-- Opening Marker --
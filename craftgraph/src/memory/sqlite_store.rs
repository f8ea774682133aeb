//! SQLite-backed key-value store (feature `sqlite`).
//!
//! One table `kv(key TEXT PRIMARY KEY, value TEXT, expires_at INTEGER NULL)`;
//! `expires_at` is unix milliseconds. Expired rows read as missing and are
//! deleted on read; `purge_expired` sweeps the table.

use std::path::Path;
use std::sync::{Arc, Mutex};
use std::time::Duration;

use async_trait::async_trait;
use rusqlite::{params, Connection, OptionalExtension};

use crate::memory::store::{Store, StoreError};

/// Persistent store for checkpoints and fragments.
///
/// **Interaction**: Used as `Arc<dyn Store>`; each call runs on the blocking pool
/// against a single shared connection.
#[derive(Clone)]
pub struct SqliteStore {
    conn: Arc<Mutex<Connection>>,
}

fn storage_err(e: impl std::fmt::Display) -> StoreError {
    StoreError::Storage(e.to_string())
}

fn now_millis() -> i64 {
    chrono::Utc::now().timestamp_millis()
}

impl SqliteStore {
    /// Opens (or creates) the database file and ensures the table exists.
    pub fn new(path: impl AsRef<Path>) -> Result<Self, StoreError> {
        let conn = Connection::open(path).map_err(storage_err)?;
        Self::init(conn)
    }

    /// In-memory SQLite database; contents are lost when dropped.
    pub fn in_memory() -> Result<Self, StoreError> {
        let conn = Connection::open_in_memory().map_err(storage_err)?;
        Self::init(conn)
    }

    fn init(conn: Connection) -> Result<Self, StoreError> {
        conn.execute_batch(
            "CREATE TABLE IF NOT EXISTS kv (
                key TEXT PRIMARY KEY,
                value TEXT NOT NULL,
                expires_at INTEGER
            );
            CREATE INDEX IF NOT EXISTS kv_expires_at ON kv(expires_at);",
        )
        .map_err(storage_err)?;
        Ok(Self {
            conn: Arc::new(Mutex::new(conn)),
        })
    }

    async fn with_conn<T, F>(&self, f: F) -> Result<T, StoreError>
    where
        T: Send + 'static,
        F: FnOnce(&Connection) -> Result<T, rusqlite::Error> + Send + 'static,
    {
        let conn = Arc::clone(&self.conn);
        tokio::task::spawn_blocking(move || {
            let guard = conn
                .lock()
                .map_err(|_| StoreError::Storage("sqlite connection lock poisoned".into()))?;
            f(&*guard).map_err(storage_err)
        })
        .await
        .map_err(storage_err)?
    }

    /// Deletes all expired rows; returns how many were removed.
    pub async fn purge_expired(&self) -> Result<usize, StoreError> {
        let now = now_millis();
        self.with_conn(move |c| {
            c.execute(
                "DELETE FROM kv WHERE expires_at IS NOT NULL AND expires_at <= ?1",
                params![now],
            )
        })
        .await
    }
}

#[async_trait]
impl Store for SqliteStore {
    async fn get(&self, key: &str) -> Result<Option<String>, StoreError> {
        let key = key.to_string();
        let now = now_millis();
        self.with_conn(move |c| {
            let row: Option<(String, Option<i64>)> = c
                .query_row(
                    "SELECT value, expires_at FROM kv WHERE key = ?1",
                    params![key],
                    |r| Ok((r.get(0)?, r.get(1)?)),
                )
                .optional()?;
            match row {
                Some((_, Some(expires_at))) if expires_at <= now => {
                    c.execute("DELETE FROM kv WHERE key = ?1", params![key])?;
                    Ok(None)
                }
                Some((value, _)) => Ok(Some(value)),
                None => Ok(None),
            }
        })
        .await
    }

    async fn set(&self, key: &str, value: &str, ttl: Option<Duration>) -> Result<(), StoreError> {
        let key = key.to_string();
        let value = value.to_string();
        let expires_at = ttl.map(|d| now_millis() + d.as_millis() as i64);
        self.with_conn(move |c| {
            c.execute(
                "INSERT INTO kv (key, value, expires_at) VALUES (?1, ?2, ?3)
                 ON CONFLICT(key) DO UPDATE SET value = excluded.value, expires_at = excluded.expires_at",
                params![key, value, expires_at],
            )
            .map(|_| ())
        })
        .await
    }

    async fn delete(&self, key: &str) -> Result<(), StoreError> {
        let key = key.to_string();
        self.with_conn(move |c| c.execute("DELETE FROM kv WHERE key = ?1", params![key]).map(|_| ()))
            .await
    }
}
-- Closing Marker --
YOUR ASSIGNMENT: Set down the records again in full. Match them exactly.

SOLUTION TO THE EXERCISE:
filename craftgraph/src/memory/sqlite_store.rs
repository f8ea774682133aeb
//! SQLite-backed key-value store (feature `sqlite`).
//!
//! One table `kv(key TEXT PRIMARY KEY, value TEXT, expires_at INTEGER NULL)`;
//! `expires_at` is unix milliseconds. Expired rows read as missing and are
//! deleted on read; `purge_expired` sweeps the table.

use std::path::Path;
use std::sync::{Arc, Mutex};
use std::time::Duration;

use async_trait::async_trait;
use rusqlite::{params, Connection, OptionalExtension};

use crate::memory::store::{Store, StoreError};

/// Persistent store for checkpoints and fragments.
///
/// **Interaction**: Used as `Arc<dyn Store>`; each call runs on the blocking pool
/// against a single shared connection.
#[derive(Clone)]
pub struct SqliteStore {
    conn: Arc<Mutex<Connection>>,
}

fn storage_err(e: impl std::fmt::Display) -> StoreError {
    StoreError::Storage(e.to_string())
}

fn now_millis() -> i64 {
    chrono::Utc::now().timestamp_millis()
}

impl SqliteStore {
    /// Opens (or creates) the database file and ensures the table exists.
    pub fn new(path: impl AsRef<Path>) -> Result<Self, StoreError> {
        let conn = Connection::open(path).map_err(storage_err)?;
        Self::init(conn)
    }

    /// In-memory SQLite database; contents are lost when dropped.
    pub fn in_memory() -> Result<Self, StoreError> {
        let conn = Connection::open_in_memory().map_err(storage_err)?;
        Self::init(conn)
    }

    fn init(conn: Connection) -> Result<Self, StoreError> {
        conn.execute_batch(
            "CREATE TABLE IF NOT EXISTS kv (
                key TEXT PRIMARY KEY,
                value TEXT NOT NULL,
                expires_at INTEGER
            );
            CREATE INDEX IF NOT EXISTS kv_expires_at ON kv(expires_at);",
        )
        .map_err(storage_err)?;
        Ok(Self {
            conn: Arc::new(Mutex::new(conn)),
        })
    }

    async fn with_conn<T, F>(&self, f: F) -> Result<T, StoreError>
    where
        T: Send + 'static,
        F: FnOnce(&Connection) -> Result<T, rusqlite::Error> + Send + 'static,
    {
        let conn = Arc::clone(&self.conn);
        tokio::task::spawn_blocking(move || {
            let guard = conn
                .lock()
                .map_err(|_| StoreError::Storage("sqlite connection lock poisoned".into()))?;
            f(&*guard).map_err(storage_err)
        })
        .await
        .map_err(storage_err)?
    }

    /// Deletes all expired rows; returns how many were removed.
    pub async fn purge_expired(&self) -> Result<usize, StoreError> {
        let now = now_millis();
        self.with_conn(move |c| {
            c.execute(
                "DELETE FROM kv WHERE expires_at IS NOT NULL AND expires_at <= ?1",
                params![now],
            )
        })
        .await
    }
}

#[async_trait]
impl Store for SqliteStore {
    async fn get(&self, key: &str) -> Result<Option<String>, StoreError> {
        let key = key.to_string();
        let now = now_millis();
        self.with_conn(move |c| {
            let row: Option<(String, Option<i64>)> = c
                .query_row(
                    "SELECT value, expires_at FROM kv WHERE key = ?1",
                    params![key],
                    |r| Ok((r.get(0)?, r.get(1)?)),
                )
                .optional()?;
            match row {
                Some((_, Some(expires_at))) if expires_at <= now => {
                    c.execute("DELETE FROM kv WHERE key = ?1", params![key])?;
                    Ok(None)
                }
                Some((value, _)) => Ok(Some(value)),
                None => Ok(None),
            }
        })
        .await
    }

    async fn set(&self, key: &str, value: &str, ttl: Option<Duration>) -> Result<(), StoreError> {
        let key = key.to_string();
        let value = value.to_string();
        let expires_at = ttl.map(|d| now_millis() + d.as_millis() as i64);
        self.with_conn(move |c| {
            c.execute(
                "INSERT INTO kv (key, value, expires_at) VALUES (?1, ?2, ?3)
                 ON CONFLICT(key) DO UPDATE SET value = excluded.value, expires_at = excluded.expires_at",
                params![key, value, expires_at],
            )
            .map(|_| ())
        })
        .await
    }

    async fn delete(&self, key: &str) -> Result<(), StoreError> {
        let key = key.to_string();
        self.with_conn(move |c| c.execute("DELETE FROM kv WHERE key = ?1", params![key]).map(|_| ()))
            .await
    }
}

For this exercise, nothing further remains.